Of the 115 million phone calls the IRS received in fiscal year 2012, it was only able to answer (actually pick-up) 68 percent of the calls. The IRS also failed to respond to almost half of all taxpayer letters within the agency’s own established time frame. And in 2011, the U.S. Treasury Inspector General’s reported to Congress that most taxpayers who contact the IRS do not receive helpful responses.

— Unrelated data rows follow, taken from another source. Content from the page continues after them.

//! Error types for Chanfeed services
//!
//! Provides the error taxonomy shared by the repository, the entity
//! service and the read aggregator:
//! - Not-found errors, only where absence is itself exceptional
//! - Conflict errors raised by storage uniqueness constraints
//! - Operational errors (storage, transport, decoding)
//! - Error codes for machine-readable identification

use serde::{Deserialize, Serialize};
use thiserror::Error;

/// Result type alias using AppError
pub type Result<T> = std::result::Result<T, AppError>;

/// Error codes for machine-readable error identification
#[derive(Debug, Clone, Copy, Serialize, Deserialize, PartialEq, Eq)]
#[serde(rename_all = "SCREAMING_SNAKE_CASE")]
pub enum ErrorCode {
    // Resource errors (4xxx)
    ChannelNotFound,

    // Conflict errors (5xxx)
    Conflict,

    // Database errors (7xxx)
    DatabaseError,
    ConnectionError,

    // External service errors (8xxx)
    QueueError,

    // Internal errors (9xxx)
    InternalError,
    ConfigurationError,
    SerializationError,
}

impl ErrorCode {
    /// Get the numeric code for this error
    pub fn as_code(&self) -> u16 {
        match self {
            // Resources (4xxx)
            ErrorCode::ChannelNotFound => 4002,

            // Conflicts (5xxx)
            ErrorCode::Conflict => 5001,

            // Database (7xxx)
            ErrorCode::DatabaseError => 7001,
            ErrorCode::ConnectionError => 7002,

            // External (8xxx)
            ErrorCode::QueueError => 8005,

            // Internal (9xxx)
            ErrorCode::InternalError => 9001,
            ErrorCode::ConfigurationError => 9002,
            ErrorCode::SerializationError => 9003,
        }
    }
}

/// Application error types
#[derive(Error, Debug)]
pub enum AppError {
    // Resource errors
    #[error("Channel not found: {name}")]
    ChannelNotFound { name: String },

    // Conflict errors
    #[error("Duplicate resource: {message}")]
    Duplicate { message: String },

    // Database errors
    #[error("Database error: {0}")]
    Database(#[from] sea_orm::DbErr),

    #[error("Database connection error: {message}")]
    DatabaseConnection { message: String },

    // Transport errors
    #[error("Queue error: {message}")]
    QueueError { message: String },

    // Internal errors
    #[error("Internal error: {message}")]
    Internal { message: String },

    #[error("Configuration error: {message}")]
    Configuration { message: String },

    #[error("Serialization error: {0}")]
    Serialization(#[from] serde_json::Error),

    // Generic
    #[error("{0}")]
    Other(#[from] anyhow::Error),
}

impl AppError {
    /// Get the error code for this error
    pub fn code(&self) -> ErrorCode {
        match self {
            AppError::ChannelNotFound { .. } => ErrorCode::ChannelNotFound,
            AppError::Duplicate { .. } => ErrorCode::Conflict,
            AppError::Database(_) => ErrorCode::DatabaseError,
            AppError::DatabaseConnection { .. } => ErrorCode::ConnectionError,
            AppError::QueueError { .. } => ErrorCode::QueueError,
            AppError::Internal { .. } => ErrorCode::InternalError,
            AppError::Configuration { .. } => ErrorCode::ConfigurationError,
            AppError::Serialization(_) => ErrorCode::SerializationError,
            AppError::Other(_) => ErrorCode::InternalError,
        }
    }

    /// Absence of an entity the caller required
    pub fn is_not_found(&self) -> bool {
        matches!(self, AppError::ChannelNotFound { .. })
    }

    /// Storage rejected a write because the business key is taken
    pub fn is_conflict(&self) -> bool {
        matches!(self, AppError::Duplicate { .. })
    }

    /// Infrastructure failure, as opposed to a domain outcome
    pub fn is_operational(&self) -> bool {
        !self.is_not_found() && !self.is_conflict()
    }
}

impl From<redis::RedisError> for AppError {
    fn from(err: redis::RedisError) -> Self {
        AppError::QueueError {
            message: err.to_string()
        }
    }
}

impl From<config::ConfigError> for AppError {
    fn from(err: config::ConfigError) -> Self {
        AppError::Configuration {
            message: err.to_string()
        }
    }
}

#[cfg(test)]
mod tests {
    use super::*;

    #[test]
    fn test_error_code_mapping() {
        let err = AppError::ChannelNotFound { name: "alpha".into() };
        assert_eq!(err.code(), ErrorCode::ChannelNotFound);
        assert_eq!(err.code().as_code(), 4002);
        assert!(err.is_not_found());
        assert!(!err.is_operational());
    }

    #[test]
    fn test_conflict_error() {
        let err = AppError::Duplicate {
            message: "channel alpha".into(),
        };
        assert_eq!(err.code(), ErrorCode::Conflict);
        assert!(err.is_conflict());
        assert!(!err.is_not_found());
    }

    #[test]
    fn test_operational_error() {
        let err = AppError::Database(sea_orm::DbErr::Conn(
            sea_orm::RuntimeErr::Internal("connection refused".into()),
        ));
        assert_eq!(err.code(), ErrorCode::DatabaseError);
        assert!(err.is_operational());
        assert!(err.to_string().contains("connection refused"));
    }
}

Such complexity means that the well informed and well represented have a major advantage over the average citizen. While billionaires can afford hundreds of thousands of dollars a year in legal fees to structure their affairs to minimize tax, diversify their investments, and protect their assets, the average citizen is at a major disadvantage.
With this in mind, I spend my time researching and writing on the various ways the average person might utilize the tools designed for the Googles and Mitt Romneys of the world for their benefit. It is my hope that my website and articles will level the playing field just a bit.
Tax Benefits of Going Offshore
In the world of international tax planning, there are many regulations that can be utilized by anyone living, working, or investing abroad, to reduce your US tax bill. Some will eliminate tax on your salary, or allow you to opt out of the Social Security and Medicare taxes, while others, such as those that apply to IRA LLCs, can allow you to invest in just about anything offshore, with leverage, tax free.
The information provided below on the tax benefits of going offshore is a brief summary of a variety of complex tax rules. It is not meant as a complete analysis of these laws, nor is it tax or legal advice specific to your situation. Please contact me at firstname.lastname@example.org or at (619) 550-2743 to discuss your situation in detail.
Foreign Earned Income Exclusion
The key to many of the offshore tax benefits of going offshore is the Foreign Earned Income Exclusion. This section of the tax code allows you to earn up to $97,600 from work, either as a self-employed person or as an employee. To qualify, you must be out of the US for 330 out of 365 days or a qualified resident of another country.
Anyone living and working abroad can qualify for this exclusion, so long as you meet the requirements of the 330 day test or the residency test, you are golden. The exclusion applies to Federal Income Tax, and not Self Employment tax, so additional planning may be required if you are running your own show.
I note that only those living in low tax countries will get much play from this exclusion. If you are based in a place with a tax rate that is about the same, or even higher, than the United States, then the Foreign Tax Credit will step in and prevent double taxation, without the need for the FEIE.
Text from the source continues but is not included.